While it seems clear that social media has had a profound effect on both the modes and outcomes of political campaigns, one of the challenges in determining the effect of social media is the porous boundaries of the Internet and other social media sites.
The internet has created channels of communication that play a key role in circulating news, and social media being part of it, has the power to change not just the message, but the dynamics of political corruption, values, and the dynamics of conflict in politics.
Like it or not, social media and politics are inseparable because so much political discourse happens on platforms like Facebook and tweetter.
The now idea of “new media populism” isbencompassing how citizens can include disenfranchised citizens, and allow the public to have an engaged and active role in political discourse.
Currently, over half of the Uganda population consumes political news via social media.
With social media serving as the modern-day public forum, all of the debates, fundraising, fact-checking, news and results are just a tap away for voters.
At ONC, the Internet has led to fundamental changes in the underlying processes driving participation and organization. We now see a new digital repertoire of e-tactics, organization that occurs without physical co-presence.
Social media sites such as tweetter have created a populist identity and a sense of solidarity, which has allowed “Bazzukulu Ba Museveni” to develop a common sense of indignation, anger, and frustration as well as a perception of shared victimhood.
The use of social media has made it impossible to separate communication from political organization because people mobilize in both virtual and physical space.
Social media has changed the traditional mobilization structures, including how members of movements are recruited, how communication takes place, how members interact, and what type of campaign activities members engage in.
Social media has increased the speed and interactivity of state communications and transformed the landscape of the Ugandan political campaigns.
ONC’s virtual campaigns have influenced institutional politics by creating symbolic change, highlighting economic disparities, identifying targets of blame, and keeping the issues in the news and in the broader political conversation.
In the sameway, social media at ONC is serving as a tactical tool, a means to disseminate information, coordinate action, and publicize the cause as well as an emotional conduit-a place to develop identity, share emotions, and symbolically construct a sense of togetherness among ONC duty activists.
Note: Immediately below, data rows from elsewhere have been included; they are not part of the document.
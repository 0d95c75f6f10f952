use std::time::Duration;
use thiserror::Error;
use url::ParseError;

pub type Result<T, E = ConnectorError> = std::result::Result<T, E>;

#[derive(Error, Debug)]
pub enum ConnectorError {
    #[error("Invalid Configuration: {0}")]
    InvalidConfig(String),

    #[error("URL Parsing Error: {0}")]
    UrlParseError(#[from] ParseError),

    #[error("WebSocket Error: {0}")]
    WebsocketError(String),

    #[error("Connection Timeout: handshake did not complete within {0:?}")]
    ConnectionTimeout(Duration),

    #[error("Send Failure: {0}")]
    SendFailure(String),

    #[error("Reconnect Exhausted: gave up after {attempts} attempts, message not sent")]
    ReconnectExhausted { attempts: u32 },

    #[error("JSON Serialization/Deserialization Error: {0}")]
    SerdeError(#[from] serde_json::Error),

    #[error("Timeout: {0}")]
    Timeout(String),

    #[error("Client has been destroyed")]
    ClientDestroyed,
}

impl From<tokio_tungstenite::tungstenite::Error> for ConnectorError {
    fn from(err: tokio_tungstenite::tungstenite::Error) -> Self {
        ConnectorError::WebsocketError(err.to_string())
    }
}
use futures_util::stream::{FuturesUnordered, StreamExt};
use log::{debug, error, trace, warn};
use std::fmt::Display;
use std::future::Future;

/// Runs a batch of deferred async tasks with at most `concurrency` of them in flight.
///
/// Tasks are started in input order. Once the window is full, the next pending task
/// is started each time an in-flight one settles, until every task has settled.
///
/// The returned `Vec` holds the successful results in **completion order**, not input
/// order. A failing task is logged and left out of the results; it never aborts the
/// batch, so this future always resolves.
///
/// A `concurrency` of zero is treated as one. A `concurrency` larger than the number
/// of tasks starts everything immediately.
///
/// Tasks run on the calling task (nothing is spawned), so they do not need to be `Send`.
/// There is no cancellation or per-task timeout: a task that never settles holds its
/// slot forever.
///
/// # Examples
///
/// ```
/// use resilient_connector_rs::tasks::run_tasks_with_concurrency;
///
/// # #[tokio::main]
/// # async fn main() {
/// let tasks = (1..=4).map(|n| move || async move {
///     if n == 3 {
///         Err(format!("task {} failed", n))
///     } else {
///         Ok(n * 10)
///     }
/// });
///
/// let mut results = run_tasks_with_concurrency(tasks, 2).await;
/// results.sort();
/// assert_eq!(results, vec![10, 20, 40]);
/// # }
/// ```
pub async fn run_tasks_with_concurrency<I, F, Fut, T, E>(tasks: I, concurrency: usize) -> Vec<T>
where
    I: IntoIterator<Item = F>,
    F: FnOnce() -> Fut,
    Fut: Future<Output = Result<T, E>>,
    E: Display,
{
    let concurrency = if concurrency == 0 {
        warn!("Concurrency of 0 requested, running tasks one at a time");
        1
    } else {
        concurrency
    };

    let mut pending = tasks.into_iter().enumerate();
    let mut in_flight = FuturesUnordered::new();
    let mut results = Vec::new();

    // Fill the window
    for (index, task) in pending.by_ref().take(concurrency) {
        in_flight.push(start_task(index, task));
    }

    while let Some((index, outcome)) = in_flight.next().await {
        match outcome {
            Ok(value) => {
                trace!("Task {} completed", index);
                results.push(value);
            }
            Err(e) => {
                error!("Task {} failed: {}", index, e); // Logged and skipped
            }
        }
        // Refill the freed slot.
        if let Some((index, task)) = pending.next() {
            in_flight.push(start_task(index, task));
        }
    }

    debug!("Task batch finished with {} successful results", results.len());
    results
}

/// Invokes the task right away so invocation follows dispatch order.
fn start_task<F, Fut, T, E>(index: usize, task: F) -> impl Future<Output = (usize, Result<T, E>)>
where
    F: FnOnce() -> Fut,
    Fut: Future<Output = Result<T, E>>,
{
    debug!("Starting task {}", index);
    let fut = task();
    async move { (index, fut.await) }
}

#[cfg(test)]
mod tests {
    use super::*;
    use std::sync::atomic::{AtomicUsize, Ordering};
    use std::sync::{Arc, Mutex};
    use tokio::time::{sleep, Duration, Instant};

    #[tokio::test]
    async fn test_empty_batch_returns_immediately() {
        let tasks: Vec<fn() -> std::future::Ready<Result<u32, String>>> = Vec::new();
        let results = run_tasks_with_concurrency(tasks, 3).await;
        assert!(results.is_empty());
    }

    #[tokio::test(start_paused = true)]
    async fn test_results_follow_completion_order() {
        let delays = [(1, 30u64), (2, 10), (3, 20)];
        let tasks = delays.iter().map(|&(value, ms)| {
            move || async move {
                sleep(Duration::from_millis(ms)).await;
                Ok::<_, String>(value)
            }
        });

        let results = run_tasks_with_concurrency(tasks, 3).await;
        assert_eq!(results, vec![2, 3, 1]);
    }

    #[tokio::test(start_paused = true)]
    async fn test_window_of_two_collects_everything() {
        let delays = [(1, 30u64), (2, 10), (3, 20)];
        let tasks = delays.iter().map(|&(value, ms)| {
            move || async move {
                sleep(Duration::from_millis(ms)).await;
                Ok::<_, String>(value)
            }
        });

        let results = run_tasks_with_concurrency(tasks, 2).await;
        assert_eq!(results.len(), 3);
        // Task 2 is the quickest of the first window.
        assert_eq!(results[0], 2);
        let mut sorted = results.clone();
        sorted.sort();
        assert_eq!(sorted, vec![1, 2, 3]);
    }

    #[tokio::test]
    async fn test_failure_does_not_abort_batch() {
        let outcomes: Vec<Result<i32, &str>> = vec![Err("x"), Ok(1)];
        let tasks = outcomes.into_iter().map(|r| move || async move { r });

        let results = run_tasks_with_concurrency(tasks, 1).await;
        assert_eq!(results, vec![1]);
    }

    #[tokio::test(start_paused = true)]
    async fn test_in_flight_never_exceeds_bound() {
        let current = Arc::new(AtomicUsize::new(0));
        let peak = Arc::new(AtomicUsize::new(0));
        let invoked = Arc::new(AtomicUsize::new(0));

        let tasks = (0..10u64).map(|i| {
            let current = Arc::clone(&current);
            let peak = Arc::clone(&peak);
            let invoked = Arc::clone(&invoked);
            move || async move {
                invoked.fetch_add(1, Ordering::SeqCst);
                let now = current.fetch_add(1, Ordering::SeqCst) + 1;
                peak.fetch_max(now, Ordering::SeqCst);
                sleep(Duration::from_millis(5 + (i * 7) % 13)).await;
                current.fetch_sub(1, Ordering::SeqCst);
                if i % 4 == 0 {
                    Err(format!("task {} failed", i))
                } else {
                    Ok(i)
                }
            }
        });

        let results = run_tasks_with_concurrency(tasks, 3).await;
        assert_eq!(invoked.load(Ordering::SeqCst), 10);
        assert_eq!(peak.load(Ordering::SeqCst), 3);
        // 0, 4 and 8 fail.
        assert_eq!(results.len(), 7);
    }

    #[tokio::test(start_paused = true)]
    async fn test_large_bound_starts_everything_at_once() {
        let started = Arc::new(Mutex::new(Vec::new()));
        let origin = Instant::now();

        let tasks = (0..4u64).map(|i| {
            let started = Arc::clone(&started);
            move || {
                started.lock().unwrap().push(Instant::now());
                async move {
                    sleep(Duration::from_millis(10 * (i + 1))).await;
                    Ok::<_, String>(i)
                }
            }
        });

        let results = run_tasks_with_concurrency(tasks, 16).await;
        assert_eq!(results.len(), 4);
        let started = started.lock().unwrap();
        assert_eq!(started.len(), 4);
        assert!(started.iter().all(|t| *t == origin));
        // Total wall time is the slowest task, not the sum.
        let elapsed = origin.elapsed();
        assert!(elapsed >= Duration::from_millis(40));
        assert!(elapsed < Duration::from_millis(60));
    }

    #[tokio::test(start_paused = true)]
    async fn test_zero_concurrency_runs_serially() {
        let current = Arc::new(AtomicUsize::new(0));
        let peak = Arc::new(AtomicUsize::new(0));

        let tasks = (0..3u32).map(|i| {
            let current = Arc::clone(&current);
            let peak = Arc::clone(&peak);
            move || async move {
                let now = current.fetch_add(1, Ordering::SeqCst) + 1;
                peak.fetch_max(now, Ordering::SeqCst);
                sleep(Duration::from_millis(5)).await;
                current.fetch_sub(1, Ordering::SeqCst);
                Ok::<_, String>(i)
            }
        });

        let results = run_tasks_with_concurrency(tasks, 0).await;
        assert_eq!(results, vec![0, 1, 2]);
        assert_eq!(peak.load(Ordering::SeqCst), 1);
    }
}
The Office of the NRM National Chairman has got a leader-driven campaigning orchestrated by a core team of employed communication workers. But at the local level it has got this member led, movement based structure where social media is used to underpin the decision making process.
This kind of hybridity is something we’ve not seen many political organisations do. I saw in interviews that the local level engagement allows them to be comfortable with what happens at the national level.
Right now, ONC uses social media effectively to operate in two different, but fundamentally aligned, ways. ONC coordinators have got a voice and they’re unlikely to stop using it, no matter who asks.
Allied to, but not part of a political party, ONC occupies an interesting space, without the reputational pressures of a party. This frees it to embrace humour and irony in an authentic way.
A key tactic is to share clips where ONC being criticised by mainstream political figures, as a provocative way of demonstrating its own importance and effectiveness in the eyes of members and supporters.
Sociologists and political scientists in those regards above, have always come to recognize the complexity of political action. They have rejected the false dichotomy of institutional politics and non-institutional politics and have recognized that political actions and social movements are an integral part of institutional politics.
What I articulate through my work is that we need to see, in everyday situations, how social media impact the way we learn about news, the way we talk about news, and the way in which we participate in political life.
Social media is also blurring the lines of what’s considered a “trustworthy” new source. Pew data says that adults under 30 trust news from social media about as much as traditional outlets.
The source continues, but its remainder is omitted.